As we reported yesterday, Bloomberg had received information that suggested Apple had loosened some quality control in their Face ID technology that is heading to the new iPhone. According to the report there were several problems within the manufacturing process, and thus Apple had to drop quality in order to get sufficient amount of components in time for the launch of the iPhone X.

This, according to a short statement by Apple, is entirely false. Apple clarifies that unlike Bloomberg suggested the 3D camera remains the same accuracy it was when first introduced. This means that there’s a “1 in a million probability of a random person unlocking your iPhone with Face ID.”

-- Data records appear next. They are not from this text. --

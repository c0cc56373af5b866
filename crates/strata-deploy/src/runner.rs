//! Deployment orchestration: ordered, fail-fast execution of the plan

use crate::confirm::ConfirmPrompt;
use crate::error::StepError;
use crate::report::{DeployReport, RunStatus, StepOutcome};
use std::path::{Path, PathBuf};
use std::sync::Arc;
use std::time::{Duration, Instant};
use strata_core::project::read_resource;
use strata_core::substitute::{count_placeholders, substitute_database};
use strata_core::{CoreResult, DeploymentStep, Environment, DEPLOYMENT_PLAN};
use strata_db::{Database, DbError};

/// Default per-step execution timeout
pub const DEFAULT_STEP_TIMEOUT: Duration = Duration::from_secs(300);

/// Applies the deployment plan to one environment
pub struct Deployer {
    environment: Environment,
    root: PathBuf,
    plan: Vec<DeploymentStep>,
    db: Arc<dyn Database>,
    timeout: Duration,
}

impl std::fmt::Debug for Deployer {
    fn fmt(&self, f: &mut std::fmt::Formatter<'_>) -> std::fmt::Result {
        f.debug_struct("Deployer")
            .field("environment", &self.environment)
            .field("root", &self.root)
            .field("steps", &self.plan.len())
            .field("backend", &self.db.db_type())
            .field("timeout", &self.timeout)
            .finish()
    }
}

impl Deployer {
    /// Create a deployer for `environment`, reading resources beneath `root`.
    ///
    /// Fails with `CoreError::InvalidEnvironment` for names outside the
    /// supported set.
    pub fn new(
        environment: &str,
        root: impl Into<PathBuf>,
        db: Arc<dyn Database>,
    ) -> CoreResult<Self> {
        let environment: Environment = environment.parse()?;
        Ok(Self {
            environment,
            root: root.into(),
            plan: DEPLOYMENT_PLAN.to_vec(),
            db,
            timeout: DEFAULT_STEP_TIMEOUT,
        })
    }

    /// Replace the deployment plan
    pub fn with_plan(mut self, plan: Vec<DeploymentStep>) -> Self {
        self.plan = plan;
        self
    }

    /// Bound each backend call by `timeout`
    pub fn with_timeout(mut self, timeout: Duration) -> Self {
        self.timeout = timeout;
        self
    }

    pub fn environment(&self) -> Environment {
        self.environment
    }

    /// Target database identifier for this environment
    pub fn database(&self) -> &'static str {
        self.environment.database_name()
    }

    pub fn root(&self) -> &Path {
        &self.root
    }

    pub fn plan(&self) -> &[DeploymentStep] {
        &self.plan
    }

    /// Load a resource and rewrite the placeholder database to this
    /// environment's database
    pub fn substitute(&self, path: &str) -> CoreResult<String> {
        let content = read_resource(&self.root, path)?;
        log::debug!(
            "{}: {} placeholder occurrence(s) -> {}",
            path,
            count_placeholders(&content),
            self.database()
        );
        Ok(substitute_database(&content, self.database()).into_owned())
    }

    /// Deploy a single step. Never fails outright; errors become
    /// `StepOutcome::Failed`.
    pub async fn execute_step(&self, step: &DeploymentStep, dry_run: bool) -> StepOutcome {
        println!("  {} [{}]", step.description, step.layer);
        println!("     File: {}", step.path);
        println!("     Database: {}", self.database());

        let outcome = self.try_execute_step(step, dry_run).await;
        match &outcome {
            StepOutcome::Executed => println!("     \u{2713} Success"),
            StepOutcome::Prepared => {
                println!("     \u{2713} [DRY RUN] Content prepared (not executing)")
            }
            StepOutcome::PreparedFallback { reason } => {
                log::warn!("Execution backend unavailable: {}", reason);
                println!("     \u{26a0} {}. Using dry-run mode.", reason);
                println!("     \u{2713} [DRY RUN] SQL content prepared (execute manually)");
            }
            StepOutcome::Failed(e) => println!("     \u{2717} Error: {}", e),
        }
        outcome
    }

    async fn try_execute_step(&self, step: &DeploymentStep, dry_run: bool) -> StepOutcome {
        let sql = match self.substitute(step.path) {
            Ok(sql) => sql,
            Err(e) => return StepOutcome::Failed(e.into()),
        };

        if dry_run {
            return StepOutcome::Prepared;
        }

        let start = Instant::now();
        let result = tokio::time::timeout(self.timeout, self.db.execute_batch(&sql)).await;
        log::debug!("{} finished in {}ms", step.path, start.elapsed().as_millis());

        match result {
            Ok(Ok(())) => StepOutcome::Executed,
            Ok(Err(e @ DbError::Unavailable { .. })) => StepOutcome::PreparedFallback {
                reason: e.to_string(),
            },
            Ok(Err(e)) => StepOutcome::Failed(StepError::Execution(e)),
            Err(_) => StepOutcome::Failed(StepError::Timeout {
                secs: self.timeout.as_secs(),
            }),
        }
    }

    /// Apply the whole plan in order, stopping at the first failure.
    ///
    /// Production runs ask `confirm` first; anything but an affirmative
    /// answer cancels before any step runs.
    pub async fn run_plan(&self, dry_run: bool, confirm: &mut dyn ConfirmPrompt) -> DeployReport {
        let total = self.plan.len();
        let mut report = DeployReport {
            environment: self.environment,
            database: self.database(),
            succeeded: 0,
            total,
            status: RunStatus::Completed,
            dry_run,
        };

        println!("\n{}", "=".repeat(70));
        println!(
            "DEPLOYMENT - Environment: {}{}",
            self.environment.as_str().to_uppercase(),
            if dry_run { " [DRY RUN]" } else { "" }
        );
        println!("Database: {}", self.database());
        println!("{}\n", "=".repeat(70));

        if self.environment.is_production()
            && !confirm.confirm("\u{26a0}  WARNING: Deploying to PRODUCTION. Continue?")
        {
            println!("Deployment cancelled.");
            report.status = RunStatus::Cancelled;
            return report;
        }

        for (idx, step) in self.plan.iter().enumerate() {
            match self.execute_step(step, dry_run).await {
                StepOutcome::Failed(e) => {
                    println!("\u{26a0}  Failed to deploy {}", step.path);
                    report.status = RunStatus::FailedAtStep {
                        step: idx + 1,
                        path: step.path,
                        error: e.to_string(),
                    };
                    break;
                }
                _ => report.succeeded += 1,
            }
        }

        report
    }
}

#[cfg(test)]
#[path = "runner_test.rs"]
mod tests;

However, if you want to split hairs, and of course we do, then that specific claim still doesn’t invalidate the report about manufacturing problems just the fact that accuracy has been reduced from 1 in a million since the unveiling. Perhaps before September 12, the unveiling, it was more accurate.

Clearly there are some problems with iPhone X manufacturing if any of the dozens, if not hundreds, of rumors of very limited availability are to be believed. And even the fact that iPhone X is launching almost two months after its unveiling is a testament to that.

“Customer excitement for iPhone X and Face ID has been incredible, and we can’t wait for customers to get their hands on it starting Friday, November 3. Face ID is a powerful and secure authentication system that’s incredibly easy and intuitive to use. The quality and accuracy of Face ID haven’t changed. It continues to be 1 in a million probability of a random person unlocking your iPhone with Face ID.

Bloomberg’s claim that Apple has reduced the accuracy spec for Face ID is completely false and we expect Face ID to be the new gold standard for facial authentication.”